The data:
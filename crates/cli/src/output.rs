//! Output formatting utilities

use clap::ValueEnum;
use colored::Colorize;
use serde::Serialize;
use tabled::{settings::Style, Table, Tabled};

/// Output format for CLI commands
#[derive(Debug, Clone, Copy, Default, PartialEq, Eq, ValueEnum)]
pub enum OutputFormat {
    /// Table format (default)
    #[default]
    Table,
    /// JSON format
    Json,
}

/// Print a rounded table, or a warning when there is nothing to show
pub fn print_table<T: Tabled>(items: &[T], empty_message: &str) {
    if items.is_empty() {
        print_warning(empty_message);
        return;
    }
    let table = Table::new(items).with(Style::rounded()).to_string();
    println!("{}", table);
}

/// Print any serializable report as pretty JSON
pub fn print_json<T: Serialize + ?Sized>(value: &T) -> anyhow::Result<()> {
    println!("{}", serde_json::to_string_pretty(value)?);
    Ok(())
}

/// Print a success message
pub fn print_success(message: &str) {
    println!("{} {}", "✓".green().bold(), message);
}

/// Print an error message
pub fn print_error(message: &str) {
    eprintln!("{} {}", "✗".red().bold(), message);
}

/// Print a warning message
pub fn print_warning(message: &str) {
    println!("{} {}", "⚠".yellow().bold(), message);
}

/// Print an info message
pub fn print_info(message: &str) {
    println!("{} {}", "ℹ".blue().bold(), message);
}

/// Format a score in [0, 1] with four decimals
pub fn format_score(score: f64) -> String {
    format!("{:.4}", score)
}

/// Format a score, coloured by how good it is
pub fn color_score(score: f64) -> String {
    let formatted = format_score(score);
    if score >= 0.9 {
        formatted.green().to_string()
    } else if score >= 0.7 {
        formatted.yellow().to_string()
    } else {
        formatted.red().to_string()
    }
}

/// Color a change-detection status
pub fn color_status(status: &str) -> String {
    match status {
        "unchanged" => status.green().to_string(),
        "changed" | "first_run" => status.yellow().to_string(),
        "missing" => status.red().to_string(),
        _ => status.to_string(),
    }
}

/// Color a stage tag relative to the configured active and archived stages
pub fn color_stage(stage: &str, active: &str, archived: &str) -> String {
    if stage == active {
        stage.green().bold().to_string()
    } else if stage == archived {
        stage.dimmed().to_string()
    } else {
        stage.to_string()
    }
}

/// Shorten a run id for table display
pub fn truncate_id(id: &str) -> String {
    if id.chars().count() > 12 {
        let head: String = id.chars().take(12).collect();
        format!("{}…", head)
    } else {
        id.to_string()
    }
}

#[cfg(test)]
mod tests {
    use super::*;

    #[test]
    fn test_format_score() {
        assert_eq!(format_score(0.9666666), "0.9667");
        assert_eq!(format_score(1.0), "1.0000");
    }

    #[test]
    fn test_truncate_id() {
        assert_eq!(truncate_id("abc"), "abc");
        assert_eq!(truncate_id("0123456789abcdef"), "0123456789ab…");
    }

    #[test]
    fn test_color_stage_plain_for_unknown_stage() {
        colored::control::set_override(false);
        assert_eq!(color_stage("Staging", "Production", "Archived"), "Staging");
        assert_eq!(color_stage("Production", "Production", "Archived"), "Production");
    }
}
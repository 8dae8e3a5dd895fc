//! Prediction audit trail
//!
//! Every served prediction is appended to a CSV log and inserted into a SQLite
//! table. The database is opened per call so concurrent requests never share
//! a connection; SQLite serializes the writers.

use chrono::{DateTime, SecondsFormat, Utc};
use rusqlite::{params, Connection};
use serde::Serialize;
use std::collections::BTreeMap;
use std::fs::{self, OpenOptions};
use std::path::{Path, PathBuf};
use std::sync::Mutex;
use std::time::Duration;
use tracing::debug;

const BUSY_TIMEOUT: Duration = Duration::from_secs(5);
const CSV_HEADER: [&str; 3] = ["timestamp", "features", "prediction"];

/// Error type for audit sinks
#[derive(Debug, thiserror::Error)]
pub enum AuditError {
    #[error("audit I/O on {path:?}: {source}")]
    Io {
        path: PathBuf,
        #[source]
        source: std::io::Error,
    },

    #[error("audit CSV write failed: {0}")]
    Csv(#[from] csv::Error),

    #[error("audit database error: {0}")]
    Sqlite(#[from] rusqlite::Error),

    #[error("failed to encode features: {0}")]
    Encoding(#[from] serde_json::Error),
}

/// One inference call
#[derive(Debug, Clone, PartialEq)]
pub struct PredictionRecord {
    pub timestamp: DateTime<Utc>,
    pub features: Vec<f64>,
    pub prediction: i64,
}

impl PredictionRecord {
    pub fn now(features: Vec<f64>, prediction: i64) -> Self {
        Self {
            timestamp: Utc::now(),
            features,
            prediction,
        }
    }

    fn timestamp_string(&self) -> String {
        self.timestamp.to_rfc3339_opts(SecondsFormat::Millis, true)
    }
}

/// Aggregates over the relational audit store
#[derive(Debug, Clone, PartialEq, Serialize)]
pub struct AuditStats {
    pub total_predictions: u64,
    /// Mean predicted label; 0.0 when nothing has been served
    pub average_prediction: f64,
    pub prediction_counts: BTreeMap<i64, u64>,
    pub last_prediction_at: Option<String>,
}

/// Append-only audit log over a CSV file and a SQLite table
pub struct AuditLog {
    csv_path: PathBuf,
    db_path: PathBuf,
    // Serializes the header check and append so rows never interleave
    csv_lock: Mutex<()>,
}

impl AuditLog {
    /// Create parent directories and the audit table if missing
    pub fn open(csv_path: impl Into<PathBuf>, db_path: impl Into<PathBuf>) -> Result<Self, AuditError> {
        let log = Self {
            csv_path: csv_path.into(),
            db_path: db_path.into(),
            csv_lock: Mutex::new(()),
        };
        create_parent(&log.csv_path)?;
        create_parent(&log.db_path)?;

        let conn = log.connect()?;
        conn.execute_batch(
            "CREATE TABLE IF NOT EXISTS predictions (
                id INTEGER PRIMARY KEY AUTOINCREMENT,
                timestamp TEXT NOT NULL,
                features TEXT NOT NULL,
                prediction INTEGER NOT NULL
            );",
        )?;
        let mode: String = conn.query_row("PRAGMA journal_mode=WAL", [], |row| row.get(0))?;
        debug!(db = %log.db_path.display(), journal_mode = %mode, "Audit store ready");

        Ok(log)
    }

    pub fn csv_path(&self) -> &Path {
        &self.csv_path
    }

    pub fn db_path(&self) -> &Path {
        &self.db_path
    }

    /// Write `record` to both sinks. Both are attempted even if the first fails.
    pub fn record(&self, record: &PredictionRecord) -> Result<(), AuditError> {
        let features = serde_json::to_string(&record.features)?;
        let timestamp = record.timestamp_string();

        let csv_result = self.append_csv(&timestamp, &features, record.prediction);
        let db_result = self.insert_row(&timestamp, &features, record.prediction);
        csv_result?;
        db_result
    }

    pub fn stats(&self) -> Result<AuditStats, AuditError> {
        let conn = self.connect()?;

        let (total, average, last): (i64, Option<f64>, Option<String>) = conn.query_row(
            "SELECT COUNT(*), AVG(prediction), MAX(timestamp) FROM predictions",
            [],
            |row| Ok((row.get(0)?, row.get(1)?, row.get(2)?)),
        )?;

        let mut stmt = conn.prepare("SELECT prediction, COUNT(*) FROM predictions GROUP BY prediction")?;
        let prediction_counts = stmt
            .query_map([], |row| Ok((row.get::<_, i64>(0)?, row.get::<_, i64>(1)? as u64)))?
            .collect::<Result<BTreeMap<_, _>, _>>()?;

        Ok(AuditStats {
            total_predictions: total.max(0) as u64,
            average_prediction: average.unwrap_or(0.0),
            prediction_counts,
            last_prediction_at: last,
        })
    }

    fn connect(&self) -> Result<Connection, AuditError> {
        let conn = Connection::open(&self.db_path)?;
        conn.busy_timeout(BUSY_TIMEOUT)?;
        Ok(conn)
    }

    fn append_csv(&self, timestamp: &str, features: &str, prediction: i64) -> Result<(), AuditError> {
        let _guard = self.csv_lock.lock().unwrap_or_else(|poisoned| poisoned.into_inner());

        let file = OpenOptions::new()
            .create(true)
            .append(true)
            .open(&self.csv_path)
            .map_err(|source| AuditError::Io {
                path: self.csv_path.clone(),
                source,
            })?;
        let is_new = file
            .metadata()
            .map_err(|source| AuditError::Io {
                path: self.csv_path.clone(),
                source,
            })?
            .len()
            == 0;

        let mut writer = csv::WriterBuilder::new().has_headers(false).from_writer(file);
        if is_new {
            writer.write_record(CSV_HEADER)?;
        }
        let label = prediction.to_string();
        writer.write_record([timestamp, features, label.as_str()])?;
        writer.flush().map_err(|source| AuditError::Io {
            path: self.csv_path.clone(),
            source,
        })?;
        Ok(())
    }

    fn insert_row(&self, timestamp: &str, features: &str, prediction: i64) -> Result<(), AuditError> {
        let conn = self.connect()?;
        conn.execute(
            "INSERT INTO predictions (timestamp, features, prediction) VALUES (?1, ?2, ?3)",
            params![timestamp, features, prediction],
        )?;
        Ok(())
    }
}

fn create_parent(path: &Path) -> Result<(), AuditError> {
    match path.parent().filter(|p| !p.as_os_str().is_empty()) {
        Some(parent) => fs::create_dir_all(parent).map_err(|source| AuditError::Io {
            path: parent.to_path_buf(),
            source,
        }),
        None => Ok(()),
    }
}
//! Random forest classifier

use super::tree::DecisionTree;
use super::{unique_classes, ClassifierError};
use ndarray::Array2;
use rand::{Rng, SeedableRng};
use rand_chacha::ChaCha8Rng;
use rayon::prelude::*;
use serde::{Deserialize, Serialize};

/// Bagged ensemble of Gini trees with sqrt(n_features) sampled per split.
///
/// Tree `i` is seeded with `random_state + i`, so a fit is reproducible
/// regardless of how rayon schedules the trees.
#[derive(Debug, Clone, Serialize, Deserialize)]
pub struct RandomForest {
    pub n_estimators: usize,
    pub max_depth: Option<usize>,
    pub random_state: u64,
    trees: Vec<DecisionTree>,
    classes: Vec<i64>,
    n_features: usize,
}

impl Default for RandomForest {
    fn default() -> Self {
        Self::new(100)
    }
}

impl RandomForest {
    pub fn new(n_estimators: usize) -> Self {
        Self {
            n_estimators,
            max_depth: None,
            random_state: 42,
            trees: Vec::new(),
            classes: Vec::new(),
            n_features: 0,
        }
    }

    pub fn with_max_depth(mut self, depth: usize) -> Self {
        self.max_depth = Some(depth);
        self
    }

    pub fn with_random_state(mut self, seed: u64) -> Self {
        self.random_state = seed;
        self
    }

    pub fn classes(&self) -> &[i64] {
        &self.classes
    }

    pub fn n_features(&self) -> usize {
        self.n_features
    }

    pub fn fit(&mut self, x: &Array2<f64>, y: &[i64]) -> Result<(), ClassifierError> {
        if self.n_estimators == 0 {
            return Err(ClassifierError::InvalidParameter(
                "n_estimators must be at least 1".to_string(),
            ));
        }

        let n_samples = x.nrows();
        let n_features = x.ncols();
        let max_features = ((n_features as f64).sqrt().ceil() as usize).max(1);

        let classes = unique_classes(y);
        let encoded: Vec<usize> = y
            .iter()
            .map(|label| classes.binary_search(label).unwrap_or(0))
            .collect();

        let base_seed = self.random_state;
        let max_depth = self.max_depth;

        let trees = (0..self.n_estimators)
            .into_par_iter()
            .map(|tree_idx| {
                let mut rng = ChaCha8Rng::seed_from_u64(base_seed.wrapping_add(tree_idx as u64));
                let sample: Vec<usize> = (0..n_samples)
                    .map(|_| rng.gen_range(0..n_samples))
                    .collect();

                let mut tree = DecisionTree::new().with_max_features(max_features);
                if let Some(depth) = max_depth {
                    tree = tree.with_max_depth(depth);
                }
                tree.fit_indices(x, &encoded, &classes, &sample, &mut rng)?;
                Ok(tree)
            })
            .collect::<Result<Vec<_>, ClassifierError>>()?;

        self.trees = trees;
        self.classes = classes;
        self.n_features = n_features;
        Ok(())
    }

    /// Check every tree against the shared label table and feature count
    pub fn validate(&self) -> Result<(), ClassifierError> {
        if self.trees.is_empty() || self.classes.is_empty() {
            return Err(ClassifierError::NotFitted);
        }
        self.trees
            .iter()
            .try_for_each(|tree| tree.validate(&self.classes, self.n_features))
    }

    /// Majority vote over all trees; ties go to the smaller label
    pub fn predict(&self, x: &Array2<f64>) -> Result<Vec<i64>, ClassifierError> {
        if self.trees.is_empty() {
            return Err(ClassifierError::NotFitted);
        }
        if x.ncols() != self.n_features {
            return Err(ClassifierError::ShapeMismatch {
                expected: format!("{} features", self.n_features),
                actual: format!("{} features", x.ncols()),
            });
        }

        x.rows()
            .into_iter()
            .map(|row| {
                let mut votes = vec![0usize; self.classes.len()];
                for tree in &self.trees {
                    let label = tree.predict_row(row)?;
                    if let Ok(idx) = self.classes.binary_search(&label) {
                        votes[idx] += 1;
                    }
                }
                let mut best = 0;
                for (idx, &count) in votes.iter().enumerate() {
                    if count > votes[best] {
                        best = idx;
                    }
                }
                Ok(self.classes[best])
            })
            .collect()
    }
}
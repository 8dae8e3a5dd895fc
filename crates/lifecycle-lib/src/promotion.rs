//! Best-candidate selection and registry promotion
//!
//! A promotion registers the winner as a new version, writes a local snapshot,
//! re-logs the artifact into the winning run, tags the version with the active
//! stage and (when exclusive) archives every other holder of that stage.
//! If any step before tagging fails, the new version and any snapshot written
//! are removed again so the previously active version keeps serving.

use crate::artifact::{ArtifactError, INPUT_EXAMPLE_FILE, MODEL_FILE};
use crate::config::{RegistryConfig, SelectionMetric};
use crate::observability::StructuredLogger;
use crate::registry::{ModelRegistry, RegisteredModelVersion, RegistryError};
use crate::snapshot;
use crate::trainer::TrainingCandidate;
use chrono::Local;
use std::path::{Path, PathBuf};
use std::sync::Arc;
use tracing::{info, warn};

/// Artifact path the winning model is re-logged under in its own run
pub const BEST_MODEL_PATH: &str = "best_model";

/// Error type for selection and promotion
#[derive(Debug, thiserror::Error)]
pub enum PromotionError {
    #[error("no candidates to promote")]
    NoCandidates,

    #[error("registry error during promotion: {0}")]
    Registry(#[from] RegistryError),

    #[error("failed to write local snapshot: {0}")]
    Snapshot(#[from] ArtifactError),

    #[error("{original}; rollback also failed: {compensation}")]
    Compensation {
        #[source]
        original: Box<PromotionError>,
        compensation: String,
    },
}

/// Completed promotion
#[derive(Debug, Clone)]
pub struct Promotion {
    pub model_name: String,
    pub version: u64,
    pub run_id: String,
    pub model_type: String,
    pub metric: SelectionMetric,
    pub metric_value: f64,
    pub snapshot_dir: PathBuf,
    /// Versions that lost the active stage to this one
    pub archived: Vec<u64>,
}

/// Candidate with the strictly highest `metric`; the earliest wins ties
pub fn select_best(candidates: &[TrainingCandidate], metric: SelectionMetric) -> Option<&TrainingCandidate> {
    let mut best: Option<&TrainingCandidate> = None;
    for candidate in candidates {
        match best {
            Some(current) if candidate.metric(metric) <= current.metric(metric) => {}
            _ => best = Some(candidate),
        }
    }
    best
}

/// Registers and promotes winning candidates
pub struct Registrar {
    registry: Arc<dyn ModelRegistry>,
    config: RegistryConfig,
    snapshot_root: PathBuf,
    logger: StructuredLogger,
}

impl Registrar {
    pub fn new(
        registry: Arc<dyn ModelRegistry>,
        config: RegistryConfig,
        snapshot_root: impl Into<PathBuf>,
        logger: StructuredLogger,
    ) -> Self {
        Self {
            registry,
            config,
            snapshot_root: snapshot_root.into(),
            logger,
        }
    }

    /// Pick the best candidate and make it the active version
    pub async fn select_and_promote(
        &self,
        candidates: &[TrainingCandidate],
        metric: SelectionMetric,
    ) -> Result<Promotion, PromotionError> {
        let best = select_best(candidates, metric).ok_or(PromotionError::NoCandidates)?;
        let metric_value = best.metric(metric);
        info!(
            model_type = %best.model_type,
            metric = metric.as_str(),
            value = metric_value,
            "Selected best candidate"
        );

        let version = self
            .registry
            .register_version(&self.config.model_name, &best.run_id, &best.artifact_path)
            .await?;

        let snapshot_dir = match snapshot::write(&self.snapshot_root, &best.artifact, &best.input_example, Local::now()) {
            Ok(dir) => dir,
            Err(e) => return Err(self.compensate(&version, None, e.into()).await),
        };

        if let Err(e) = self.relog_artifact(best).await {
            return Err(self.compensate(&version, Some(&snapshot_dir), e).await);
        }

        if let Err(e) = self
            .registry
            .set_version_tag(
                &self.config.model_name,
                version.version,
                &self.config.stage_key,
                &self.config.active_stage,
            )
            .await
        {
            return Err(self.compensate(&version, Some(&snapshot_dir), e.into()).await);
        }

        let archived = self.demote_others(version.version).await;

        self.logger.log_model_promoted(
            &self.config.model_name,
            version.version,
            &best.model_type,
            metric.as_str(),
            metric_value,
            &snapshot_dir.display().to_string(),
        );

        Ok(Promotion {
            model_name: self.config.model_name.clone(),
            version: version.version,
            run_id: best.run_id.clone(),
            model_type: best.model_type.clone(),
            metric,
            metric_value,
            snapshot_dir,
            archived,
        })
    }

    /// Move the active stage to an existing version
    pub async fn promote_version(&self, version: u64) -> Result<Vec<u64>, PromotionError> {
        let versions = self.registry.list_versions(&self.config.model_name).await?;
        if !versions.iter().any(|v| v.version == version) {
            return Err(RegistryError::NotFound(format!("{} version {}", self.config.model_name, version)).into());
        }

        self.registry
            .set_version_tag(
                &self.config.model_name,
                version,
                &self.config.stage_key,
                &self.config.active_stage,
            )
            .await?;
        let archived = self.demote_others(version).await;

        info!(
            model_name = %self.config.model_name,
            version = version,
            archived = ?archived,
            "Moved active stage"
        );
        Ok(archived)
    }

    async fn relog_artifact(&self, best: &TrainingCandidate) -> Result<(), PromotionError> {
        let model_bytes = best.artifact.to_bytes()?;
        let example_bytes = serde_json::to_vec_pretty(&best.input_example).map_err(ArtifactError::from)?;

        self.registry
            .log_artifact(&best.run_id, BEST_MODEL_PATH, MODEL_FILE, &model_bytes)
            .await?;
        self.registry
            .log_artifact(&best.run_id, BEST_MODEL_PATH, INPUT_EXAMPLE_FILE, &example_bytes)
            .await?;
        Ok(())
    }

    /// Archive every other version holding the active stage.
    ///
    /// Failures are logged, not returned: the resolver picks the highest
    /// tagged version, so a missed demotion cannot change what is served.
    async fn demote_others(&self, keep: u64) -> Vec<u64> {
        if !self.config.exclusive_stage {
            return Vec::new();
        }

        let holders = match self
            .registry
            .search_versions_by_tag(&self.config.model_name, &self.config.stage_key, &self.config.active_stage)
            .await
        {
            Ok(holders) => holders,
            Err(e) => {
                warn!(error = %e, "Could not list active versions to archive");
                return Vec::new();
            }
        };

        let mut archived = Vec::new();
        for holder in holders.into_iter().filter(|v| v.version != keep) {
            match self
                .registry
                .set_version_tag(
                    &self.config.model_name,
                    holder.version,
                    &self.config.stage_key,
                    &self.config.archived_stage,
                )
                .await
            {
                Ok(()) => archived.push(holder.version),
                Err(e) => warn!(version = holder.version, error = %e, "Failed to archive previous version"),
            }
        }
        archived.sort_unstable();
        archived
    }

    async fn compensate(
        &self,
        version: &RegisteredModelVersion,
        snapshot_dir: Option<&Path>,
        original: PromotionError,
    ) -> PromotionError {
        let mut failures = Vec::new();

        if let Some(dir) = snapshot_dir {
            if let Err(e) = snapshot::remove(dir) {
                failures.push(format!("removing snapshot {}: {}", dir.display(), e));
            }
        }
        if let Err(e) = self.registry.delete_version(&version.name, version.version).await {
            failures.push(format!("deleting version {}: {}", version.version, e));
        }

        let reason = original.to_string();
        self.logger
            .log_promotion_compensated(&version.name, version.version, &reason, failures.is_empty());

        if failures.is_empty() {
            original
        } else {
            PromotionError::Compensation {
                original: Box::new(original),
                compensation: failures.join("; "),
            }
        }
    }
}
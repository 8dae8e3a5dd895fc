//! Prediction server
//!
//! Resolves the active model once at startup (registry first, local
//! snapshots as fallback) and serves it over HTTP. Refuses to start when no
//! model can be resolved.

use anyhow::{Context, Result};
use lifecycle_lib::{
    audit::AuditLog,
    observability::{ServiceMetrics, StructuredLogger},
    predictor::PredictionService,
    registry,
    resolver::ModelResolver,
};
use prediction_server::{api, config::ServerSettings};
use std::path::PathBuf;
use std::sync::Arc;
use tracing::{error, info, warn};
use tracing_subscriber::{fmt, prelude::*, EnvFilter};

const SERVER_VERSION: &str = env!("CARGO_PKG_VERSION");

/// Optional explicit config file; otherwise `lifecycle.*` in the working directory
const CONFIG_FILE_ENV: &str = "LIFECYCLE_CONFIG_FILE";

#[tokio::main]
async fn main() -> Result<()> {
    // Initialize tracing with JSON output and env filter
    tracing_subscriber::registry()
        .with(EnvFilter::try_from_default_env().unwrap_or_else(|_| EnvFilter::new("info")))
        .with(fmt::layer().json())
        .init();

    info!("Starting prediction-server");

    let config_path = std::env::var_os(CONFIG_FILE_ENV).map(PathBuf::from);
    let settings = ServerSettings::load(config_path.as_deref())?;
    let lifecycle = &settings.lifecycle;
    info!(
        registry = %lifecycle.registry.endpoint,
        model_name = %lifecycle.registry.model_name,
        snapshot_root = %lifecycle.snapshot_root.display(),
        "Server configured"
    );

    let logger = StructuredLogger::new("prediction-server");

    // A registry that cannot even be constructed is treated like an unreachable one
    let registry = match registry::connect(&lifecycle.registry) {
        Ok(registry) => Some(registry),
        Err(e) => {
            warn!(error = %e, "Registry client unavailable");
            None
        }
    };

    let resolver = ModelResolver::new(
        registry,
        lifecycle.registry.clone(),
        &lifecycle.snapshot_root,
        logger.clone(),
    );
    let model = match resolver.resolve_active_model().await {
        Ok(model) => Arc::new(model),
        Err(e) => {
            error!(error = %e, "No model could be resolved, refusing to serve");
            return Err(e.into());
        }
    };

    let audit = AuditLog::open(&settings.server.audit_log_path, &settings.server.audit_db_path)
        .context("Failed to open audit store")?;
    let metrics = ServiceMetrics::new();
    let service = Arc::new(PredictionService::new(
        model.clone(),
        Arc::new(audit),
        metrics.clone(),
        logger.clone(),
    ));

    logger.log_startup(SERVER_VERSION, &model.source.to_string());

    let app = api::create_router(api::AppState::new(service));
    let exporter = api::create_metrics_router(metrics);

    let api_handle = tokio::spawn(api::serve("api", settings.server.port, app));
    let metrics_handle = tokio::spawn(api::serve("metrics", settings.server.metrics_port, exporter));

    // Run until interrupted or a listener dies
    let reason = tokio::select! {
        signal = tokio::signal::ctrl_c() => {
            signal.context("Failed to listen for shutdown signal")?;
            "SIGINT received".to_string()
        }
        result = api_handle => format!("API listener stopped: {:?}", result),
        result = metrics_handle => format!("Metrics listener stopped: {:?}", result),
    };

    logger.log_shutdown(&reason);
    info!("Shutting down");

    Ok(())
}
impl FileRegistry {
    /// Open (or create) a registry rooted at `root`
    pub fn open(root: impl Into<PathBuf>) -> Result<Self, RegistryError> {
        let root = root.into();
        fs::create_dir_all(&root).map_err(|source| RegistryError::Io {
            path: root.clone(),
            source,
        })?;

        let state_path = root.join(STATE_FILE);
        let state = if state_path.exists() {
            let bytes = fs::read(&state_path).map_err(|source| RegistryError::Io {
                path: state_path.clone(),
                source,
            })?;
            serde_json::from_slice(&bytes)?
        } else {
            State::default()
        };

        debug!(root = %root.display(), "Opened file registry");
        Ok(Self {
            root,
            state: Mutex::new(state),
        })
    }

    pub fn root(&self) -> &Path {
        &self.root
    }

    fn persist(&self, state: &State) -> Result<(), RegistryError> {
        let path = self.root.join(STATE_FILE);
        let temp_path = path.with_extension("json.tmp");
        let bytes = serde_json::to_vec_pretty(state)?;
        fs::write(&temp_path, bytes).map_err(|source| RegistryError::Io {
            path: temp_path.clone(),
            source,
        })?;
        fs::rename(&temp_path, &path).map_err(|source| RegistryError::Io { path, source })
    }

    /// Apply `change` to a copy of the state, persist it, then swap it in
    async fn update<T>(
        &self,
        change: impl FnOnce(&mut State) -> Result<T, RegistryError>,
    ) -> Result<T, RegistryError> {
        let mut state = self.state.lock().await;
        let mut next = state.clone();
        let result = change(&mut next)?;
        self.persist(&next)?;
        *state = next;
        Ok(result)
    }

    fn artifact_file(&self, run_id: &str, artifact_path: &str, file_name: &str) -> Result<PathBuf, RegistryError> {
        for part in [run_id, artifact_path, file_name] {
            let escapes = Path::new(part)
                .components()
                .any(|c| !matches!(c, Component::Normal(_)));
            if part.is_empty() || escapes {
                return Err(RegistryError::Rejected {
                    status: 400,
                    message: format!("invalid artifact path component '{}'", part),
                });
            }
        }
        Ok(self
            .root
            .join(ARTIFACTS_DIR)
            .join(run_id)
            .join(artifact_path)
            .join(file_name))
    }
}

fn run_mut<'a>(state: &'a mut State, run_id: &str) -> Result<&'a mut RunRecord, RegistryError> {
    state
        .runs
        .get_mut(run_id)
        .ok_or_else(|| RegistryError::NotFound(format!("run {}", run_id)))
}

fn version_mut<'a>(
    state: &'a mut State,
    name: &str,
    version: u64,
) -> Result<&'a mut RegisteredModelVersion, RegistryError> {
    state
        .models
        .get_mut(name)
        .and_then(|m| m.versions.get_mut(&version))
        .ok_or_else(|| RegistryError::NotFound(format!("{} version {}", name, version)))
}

Required work:
For each line above that has the word "params", add one to a tally, and report the final tally alone.

Response for this exercise:
2